Reaven then gives an incisive example of why the 3 out of 5 model may be doing more harm than good:
[I]magine two men, both of whom have blood pressures and plasma TG concentrations high enough to satisfy the ATP III criteria to merit the diagnosis of the metabolic syndrome, but neither had a large enough waist or a high enough fasting plasma glucose to qualify for that diagnosis. In fact, the only apparent difference between them was that the HDL-C concentration was 38 mg/dL in one of them, whereas the other one had a value of 42 mg/dL. By definition, one man has the metabolic syndrome; the other does not. Are these individuals fundamentally different? Would the treatment options differ in any substantive way? Does knowing that a patient has an increased blood pressure, as well as a high plasma TG concentration, not merit appropriate clinical intervention? Does it matter that the patient does not have the metabolic syndrome, because his WC, fasting plasma glucose concentration, and HDL-C concentration do not meet the arbitrary criteria established by the ATP III?
In the end, Reaven cites two large studies that applied the WHO and ATP III definitions of metabolic syndrome, both of which concluded that metabolic syndrome is useless at predicting a person’s risk for type 2 diabetes or CVD. And if metabolic syndrome can’t predict the outcomes which it was created to predict, then why are we still focusing so intently on it?
In March 2005, Dr.

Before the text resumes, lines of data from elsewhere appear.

//! HTML rendering for the index page.
//!
//! The page markup is static; entry data is escaped into it and the chart
//! traces travel as an inert JSON block read by the page script.

use std::fmt::Write;

use crate::entry::PlantEntry;
use crate::error::Result;
use crate::series::Series;

use super::notice::{Notice, NoticeLevel};

const PAGE_HEAD: &str = r#"<!DOCTYPE html>
<html lang="en">
<head>
    <meta charset="UTF-8">
    <meta name="viewport" content="width=device-width, initial-scale=1.0">
    <title>Plant Growth Tracker</title>
    <link rel="stylesheet" href="https://stackpath.bootstrapcdn.com/bootstrap/4.5.2/css/bootstrap.min.css">
    <script src="https://cdn.plot.ly/plotly-2.35.2.min.js"></script>
</head>
<body>
    <div class="container">
        <h1 class="mt-5 text-center">Plant Growth Tracker</h1>
"#;

const ENTRY_FORM: &str = r#"        <form action="/add" method="POST" enctype="multipart/form-data">
            <div class="form-group">
                <label for="name">Plant Name</label>
                <input type="text" class="form-control" id="name" name="name" maxlength="100" required>
            </div>
            <div class="form-group">
                <label for="date">Date</label>
                <input type="date" class="form-control" id="date" name="date" required>
            </div>
            <div class="form-group">
                <label for="height">Height (cm)</label>
                <input type="number" step="0.1" min="0" class="form-control" id="height" name="height" required>
            </div>
            <div class="form-group">
                <label for="notes">Notes</label>
                <textarea class="form-control" id="notes" name="notes"></textarea>
            </div>
            <div class="form-group">
                <label for="photo">Photo</label>
                <input type="file" class="form-control-file" id="photo" name="photo" accept="image/*">
            </div>
            <button type="submit" class="btn btn-primary">Add Entry</button>
        </form>
        <hr>
        <h2 class="mt-5">Growth Progress</h2>
        <div id="growth-chart"></div>
        <hr>
        <h2 class="mt-5">Growth Timeline</h2>
"#;

const CHART_SCRIPT: &str = r"    <script>
        (function () {
            var chart = document.getElementById('growth-chart');
            var data = JSON.parse(document.getElementById('growth-data').textContent);
            if (data.length === 0) {
                chart.textContent = 'No entries yet.';
                return;
            }
            Plotly.newPlot(chart, data, {
                title: 'Plant Growth Over Time',
                xaxis: { title: 'Date' },
                yaxis: { title: 'Height (cm)' }
            });
        })();
    </script>
</body>
</html>
";

/// Render the index page.
///
/// # Errors
///
/// Returns an error if the chart payload cannot be serialized.
pub fn index_page(
    entries: &[PlantEntry],
    series: &Series,
    notice: Option<&Notice>,
) -> Result<String> {
    let mut page = String::with_capacity(8 * 1024);
    page.push_str(PAGE_HEAD);

    if let Some(notice) = notice {
        let class = match notice.level {
            NoticeLevel::Success => "alert-success",
            NoticeLevel::Error => "alert-danger",
        };
        let _ = writeln!(
            page,
            r#"        <div class="alert {class} mt-3" role="alert">{}</div>"#,
            escape_html(&notice.message)
        );
    }

    page.push_str(ENTRY_FORM);
    page.push_str("        <ul class=\"list-group\">\n");
    for entry in entries {
        render_entry(&mut page, entry);
    }
    page.push_str("        </ul>\n    </div>\n");

    let _ = writeln!(
        page,
        r#"    <script type="application/json" id="growth-data">{}</script>"#,
        chart_payload(series)?
    );
    page.push_str(CHART_SCRIPT);
    Ok(page)
}

fn render_entry(page: &mut String, entry: &PlantEntry) {
    let _ = write!(
        page,
        "            <li class=\"list-group-item\">\n                <strong>{}</strong> ({}): Height: {} cm",
        escape_html(&entry.name),
        entry.date_string(),
        format_height(entry.height)
    );
    if let Some(photo) = &entry.photo {
        let _ = write!(
            page,
            "\n                <br><img src=\"/uploads/{}\" alt=\"{}\" width=\"150\">",
            escape_html(photo),
            escape_html(&entry.name)
        );
    }
    if let Some(notes) = &entry.notes {
        let _ = write!(page, "\n                <br>Notes: {}", escape_html(notes));
    }
    page.push_str("\n            </li>\n");
}

/// Serialize the chart traces for embedding inside a `<script>` element.
///
/// `<` is written as `\u003c` so the payload can never close the element.
///
/// # Errors
///
/// Returns an error if serialization fails.
pub fn chart_payload(series: &Series) -> Result<String> {
    Ok(serde_json::to_string(&series.chart_traces())?.replace('<', "\\u003c"))
}

/// Heights always show a decimal part, e.g. `5.0`.
fn format_height(height: f64) -> String {
    let text = height.to_string();
    if text.contains(['.', 'e', 'E']) {
        text
    } else {
        format!("{text}.0")
    }
}

/// Escape text for use in HTML content and quoted attributes.
#[must_use]
pub fn escape_html(text: &str) -> String {
    let mut escaped = String::with_capacity(text.len());
    for c in text.chars() {
        match c {
            '&' => escaped.push_str("&amp;"),
            '<' => escaped.push_str("&lt;"),
            '>' => escaped.push_str("&gt;"),
            '"' => escaped.push_str("&quot;"),
            '\'' => escaped.push_str("&#39;"),
            _ => escaped.push(c),
        }
    }
    escaped
}

#[cfg(test)]
mod tests {
    use chrono::NaiveDate;

    use super::*;
    use crate::series::build_series;

    fn entry(id: i64, name: &str, photo: Option<&str>, notes: Option<&str>) -> PlantEntry {
        PlantEntry {
            id,
            name: name.to_string(),
            photo: photo.map(ToString::to_string),
            date: NaiveDate::from_ymd_opt(2024, 3, 1).unwrap(),
            height: 5.0,
            notes: notes.map(ToString::to_string),
        }
    }

    fn render(entries: &[PlantEntry], notice: Option<&Notice>) -> String {
        index_page(entries, &build_series(entries), notice).unwrap()
    }

    #[test]
    fn test_escape_html() {
        assert_eq!(
            escape_html(r#"<b>"Tom" & 'Jerry'</b>"#),
            "&lt;b&gt;&quot;Tom&quot; &amp; &#39;Jerry&#39;&lt;/b&gt;"
        );
        assert_eq!(escape_html("plain"), "plain");
    }

    #[test]
    fn test_format_height() {
        assert_eq!(format_height(5.0), "5.0");
        assert_eq!(format_height(0.0), "0.0");
        assert_eq!(format_height(12.25), "12.25");
    }

    #[test]
    fn test_empty_page_has_form_and_empty_chart() {
        let page = render(&[], None);
        assert!(
            page.contains(r#"<form action="/add" method="POST" enctype="multipart/form-data">"#)
        );
        assert!(page.contains(r#"<script type="application/json" id="growth-data">[]</script>"#));
        assert!(!page.contains("list-group-item"));
        assert!(!page.contains("role=\"alert\""));
    }

    #[test]
    fn test_entry_without_photo_has_no_thumbnail() {
        let page = render(&[entry(1, "Basil", None, None)], None);
        assert!(page.contains("<strong>Basil</strong> (2024-03-01): Height: 5.0 cm"));
        assert!(!page.contains("<img"));
        assert!(!page.contains("Notes:"));
    }

    #[test]
    fn test_entry_with_photo_and_notes() {
        let page = render(
            &[entry(1, "Basil", Some("basil.jpg"), Some("new leaf"))],
            None,
        );
        assert!(page.contains(r#"<img src="/uploads/basil.jpg" alt="Basil" width="150">"#));
        assert!(page.contains("Notes: new leaf"));
    }

    #[test]
    fn test_user_text_is_escaped() {
        let page = render(
            &[entry(1, "<script>alert(1)</script>", None, Some("a & b"))],
            None,
        );
        assert!(!page.contains("<script>alert(1)</script>"));
        assert!(page.contains("&lt;script&gt;alert(1)&lt;/script&gt;"));
        assert!(page.contains("Notes: a &amp; b"));
    }

    #[test]
    fn test_notice_rendering() {
        let page = render(&[], Some(&Notice::error("invalid height: <bad>")));
        assert!(page.contains("alert-danger"));
        assert!(page.contains("invalid height: &lt;bad&gt;"));

        let page = render(
            &[],
            Some(&Notice::success("Plant entry added successfully!")),
        );
        assert!(page.contains("alert-success"));
    }

    #[test]
    fn test_chart_payload_cannot_close_script() {
        let payload = chart_payload(&build_series(&[entry(1, "Basil", None, None)])).unwrap();
        assert!(!payload.contains('<'));
        assert!(payload.contains(r#""x":["2024-03-01"]"#));
    }
}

Gerald Reaven published the obituary for metabolic syndrome. Yet like the living dead, it walks among us, infecting millions of innocent people with fear and concern over a pseudo-disease with absolutely no clinical utility.
I think it’s high time we honor Dr. Reaven’s contribution to our understanding of obesity and health, and finally put this zombie “disease” to rest.
Ah, but if that “zombie disease” is put to rest, then doctors won’t be diagnosing more people with pre-diabetes, high cholesterol, or high blood pressure and won’t be prescribing oral diabetes medications, statins, or blood pressure medications for those diagnoses based on lowered standards/metabolic syndrome.
Pharmaceutical companies won’t get to make more billions of dollars of profit by having those drugs prescribed to people who don’t really need them yet, if ever. Follow the money - who’s funding the research saying that this is necessary and that metabolic syndrome needs to be diagnosed and this is the criteria that needs to be followed in order to diagnose/treat it?
Yes, it’s understandable that drug companies want to stuff us with as many pills as we can ingest. And there is always a problem with establishing exact cut-off points for measures that exist on a continuum, such as weight.
Given these cautions, a metabolic syndrome may or may not exist. Perhaps with different definitions, or cut-off points, or a raised incidence of problems that arise when these measures are considered together rather than separately. Syndromes can be really tricky to define!
I’m thinking of polycystic ovary syndrome, which may be a type of metabolic disease. Does it have an analog in males? Can it even have an exact definition, since it is a syndrome? Still, I believe it exists. (See Well-Rounded Mama’s excellent series on PCOS, which discusses these questions in depth.)
Would any statisticians out there like to comment?
Wowsers! I’m not even going to go into the statistics, but I do hope you feel better. Have you ever considered becoming a doctor? Seriously, you’re one sharp fellow!